Die bfz in Mittelfranken begleiten gerade 30 junge Azubis mit Lernschwierigkeiten auf ihrem Weg zu einem erfolgreichen Berufsabschluss – in einer Reha-Ausbildung oder in einer Berufsausbildung in der außerbetrieblichen Einrichtung (BaE). Bei einem spaßigen Ausflug zum Brombachsee hatten sie nun die Gelegenheit, sich untereinander und ihre sechs pädagogischen Begleiter*innen besser kennenzulernen. „Während der Ausbildung haben die Azubis wenig bis gar keinen Kontakt untereinander. Sie kommen ja in Kleinstgruppen oder einzeln oder in den Förderunterricht“, sagt Ute Böhm, die die Reha-Ausbildung betreut. „Zu sehen, dass es auch andere gibt, die in der gleichen Situation sind, tut aber allen sehr gut.“
Ein Tag voller Bewegung, Begegnung und Beteiligung
Los ging‘s mit einer Rikschafahrt entlang des Brombachsees. „Wir haben viel gelacht und gleichzeitig konnten alle Kommunikation, Koordination und gegenseitige Rücksichtnahme dabei trainieren. Nur dank intensiver Zusammenarbeit konnten wir unser Ziel erreichen.“ Das Ziel: das SAN-shine Camp an der Nordseite des Kleinen Brombachsees. Dort warteten weitere spannende Aktionen wie Bogenschießen oder Pizzabacken auf die Gruppe.

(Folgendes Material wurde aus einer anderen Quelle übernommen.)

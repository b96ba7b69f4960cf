use serde::{Deserialize, Serialize};
use serde_json::Value;
use tokio::time::Instant;

/// Opaque job identifier assigned by the endpoint.
#[derive(Debug, Clone, PartialEq, Eq, Hash, Serialize, Deserialize)]
#[serde(transparent)]
pub struct JobId(pub String);

impl JobId {
    pub fn as_str(&self) -> &str {
        &self.0
    }
}

impl std::fmt::Display for JobId {
    fn fmt(&self, f: &mut std::fmt::Formatter<'_>) -> std::fmt::Result {
        f.write_str(&self.0)
    }
}

/// Lifecycle state of a job as observed by the poller.
#[derive(Debug, Clone, Copy, PartialEq, Eq, Hash, Serialize, Deserialize)]
#[serde(rename_all = "snake_case")]
pub enum JobState {
    Queued,
    Running,
    Completed,
    Failed,
    Cancelled,
}

impl JobState {
    /// Map a remote status string. `None` for statuses this client does not know.
    pub fn from_remote(status: &str) -> Option<Self> {
        match status {
            "IN_QUEUE" => Some(Self::Queued),
            "IN_PROGRESS" => Some(Self::Running),
            "COMPLETED" => Some(Self::Completed),
            "FAILED" | "TIMED_OUT" => Some(Self::Failed),
            "CANCELLED" => Some(Self::Cancelled),
            _ => None,
        }
    }

    pub fn is_terminal(&self) -> bool {
        matches!(self, Self::Completed | Self::Failed | Self::Cancelled)
    }

    /// Rough completion fraction for a progress bar.
    pub fn progress(&self) -> f32 {
        match self {
            Self::Queued => 0.2,
            Self::Running => 0.6,
            Self::Completed | Self::Failed | Self::Cancelled => 1.0,
        }
    }

    /// Short human-readable label.
    pub fn label(&self) -> &'static str {
        match self {
            Self::Queued => "Job is queued...",
            Self::Running => "Generating image...",
            Self::Completed => "Processing completed!",
            Self::Failed => "Job failed",
            Self::Cancelled => "Job cancelled",
        }
    }
}

/// Local mirror of a submitted job.
#[derive(Debug, Clone)]
pub struct Job {
    pub id: JobId,
    pub state: JobState,
    /// Present only once the job has completed.
    pub output: Option<Value>,
    /// Deadline origin for the poller.
    pub submitted_at: Instant,
}

impl Job {
    /// A freshly submitted job, implicitly queued.
    pub fn submitted(id: JobId) -> Self {
        Self {
            id,
            state: JobState::Queued,
            output: None,
            submitted_at: Instant::now(),
        }
    }
}

/// Parsed body of a successful status query.
#[derive(Debug, Clone, Default, Deserialize)]
pub struct StatusReport {
    #[serde(default)]
    pub status: String,
    #[serde(default)]
    pub output: Option<Value>,
    #[serde(default)]
    pub error: Option<Value>,
}

impl StatusReport {
    pub fn new(status: impl Into<String>) -> Self {
        Self {
            status: status.into(),
            ..Default::default()
        }
    }

    pub fn with_output(mut self, output: Value) -> Self {
        self.output = Some(output);
        self
    }

    pub fn with_error(mut self, error: impl Into<String>) -> Self {
        self.error = Some(Value::String(error.into()));
        self
    }

    /// The remote's error detail, or a placeholder when it gave none.
    pub fn error_reason(&self) -> String {
        match &self.error {
            Some(Value::String(s)) if !s.trim().is_empty() => s.clone(),
            Some(Value::Null) | None => "Unknown error".to_string(),
            Some(Value::String(_)) => "Unknown error".to_string(),
            Some(other) => other.to_string(),
        }
    }
}

/// How a poll loop ended.
#[derive(Debug, Clone, PartialEq)]
pub enum JobOutcome {
    /// The job completed; carries the raw `output` envelope.
    Completed(Value),
    Failed(String),
    Cancelled(String),
    /// The local deadline passed. The remote job may still finish unobserved.
    TimedOut,
}

#[cfg(test)]
mod tests {
    use super::*;
    use serde_json::json;

    #[test]
    fn test_remote_status_mapping() {
        assert_eq!(JobState::from_remote("IN_QUEUE"), Some(JobState::Queued));
        assert_eq!(JobState::from_remote("IN_PROGRESS"), Some(JobState::Running));
        assert_eq!(JobState::from_remote("COMPLETED"), Some(JobState::Completed));
        assert_eq!(JobState::from_remote("FAILED"), Some(JobState::Failed));
        assert_eq!(JobState::from_remote("TIMED_OUT"), Some(JobState::Failed));
        assert_eq!(JobState::from_remote("CANCELLED"), Some(JobState::Cancelled));
        assert_eq!(JobState::from_remote("in_queue"), None);
        assert_eq!(JobState::from_remote(""), None);
    }

    #[test]
    fn test_terminal_states() {
        assert!(!JobState::Queued.is_terminal());
        assert!(!JobState::Running.is_terminal());
        assert!(JobState::Completed.is_terminal());
        assert!(JobState::Failed.is_terminal());
        assert!(JobState::Cancelled.is_terminal());
    }

    #[test]
    fn test_parse_status_response() {
        let report: StatusReport = serde_json::from_str(
            r#"{
            "id": "sync-123",
            "status": "COMPLETED",
            "delayTime": 812,
            "executionTime": 20431,
            "output": {"message": "aGVsbG8=", "status": "success"}
        }"#,
        )
        .unwrap();
        assert_eq!(report.status, "COMPLETED");
        assert_eq!(report.output.unwrap()["message"], "aGVsbG8=");
        assert!(report.error.is_none());
    }

    #[test]
    fn test_error_reason_placeholder() {
        assert_eq!(StatusReport::new("FAILED").error_reason(), "Unknown error");
        assert_eq!(
            StatusReport::new("FAILED").with_error("CUDA out of memory").error_reason(),
            "CUDA out of memory"
        );
        let structured = StatusReport {
            error: Some(json!({"type": "oom"})),
            ..StatusReport::new("FAILED")
        };
        assert_eq!(structured.error_reason(), r#"{"type":"oom"}"#);
    }

    #[test]
    fn test_job_starts_queued() {
        let job = Job::submitted(JobId("abc".into()));
        assert_eq!(job.state, JobState::Queued);
        assert!(job.output.is_none());
        assert_eq!(job.id.to_string(), "abc");
    }

    #[test]
    fn test_job_id_is_transparent() {
        let id: JobId = serde_json::from_str(r#""job-1""#).unwrap();
        assert_eq!(id.as_str(), "job-1");
        assert_eq!(serde_json::to_string(&id).unwrap(), r#""job-1""#);
    }
}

„Beim Bogenschießen konnten die Teilnehmenden unter Anleitung eines erfahrenen Trainers ihre Zielgenauigkeit testen. Konzentration, Körperbeherrschung und Durchhaltevermögen wurden spielerisch gefördert – und einige Talente entdeckt“, ergänzt die Betreuerin, die sich darüber freut, dass alle Gruppen auch beim Pizzabacken kreativ und engagiert waren. „Die Jugendlichen haben tatsächlich eigene Rezeptideen entwickelt. Die Ergebnisse waren wirklich köstlich.“
Ein gelungener Auftakt ins neue Ausbildungsjahr
Für sie ist ein Tag wie dieser äußerst wertvoll, nicht nur weil alle Spaß hatten. „Die Jugendlichen konnten sich in entspannter Atmosphäre begegnen, ihre Stärken zeigen und Vertrauen aufbauen. Die Kombination aus Natur, Bewegung und Genuss hat den Tag zu einem besonderen Erlebnis gemacht – mit nachhaltiger Wirkung für die Gruppendynamik.“
In der Reha-Ausbildung absolvieren junge Menschen mit Förderbedarf eine duale Ausbildung im Betrieb und Berufsschule. Zusätzlich werden sie mit Förderunterricht und sozialpädagogischer Begleitung im beruflichen Alltag unterstützt, motiviert und in ihren sozialen Kompetenzen gestärkt. Ein gutes Vertrauensverhältnis zu den betreuenden Sozialpädagog*innen und Ausbilder*innen ist in diesem Zusammenhang besonders wichtig.
Die Berufsausbildung in außerbetrieblichen Einrichtungen (BaE) erleichtert jungen Menschen den Einstieg in den Arbeitsmarkt. Sie wird durch die Berufsberatung der Agentur für Arbeit initiiert und begleitet. Denn für viele Jugendliche ist der Weg zur Ausbildung nicht immer geradlinig, und in einigen Fällen kann es erforderlich sein, alternative Wege zu beschreiten, um ihre beruflichen Ziele zu erreichen.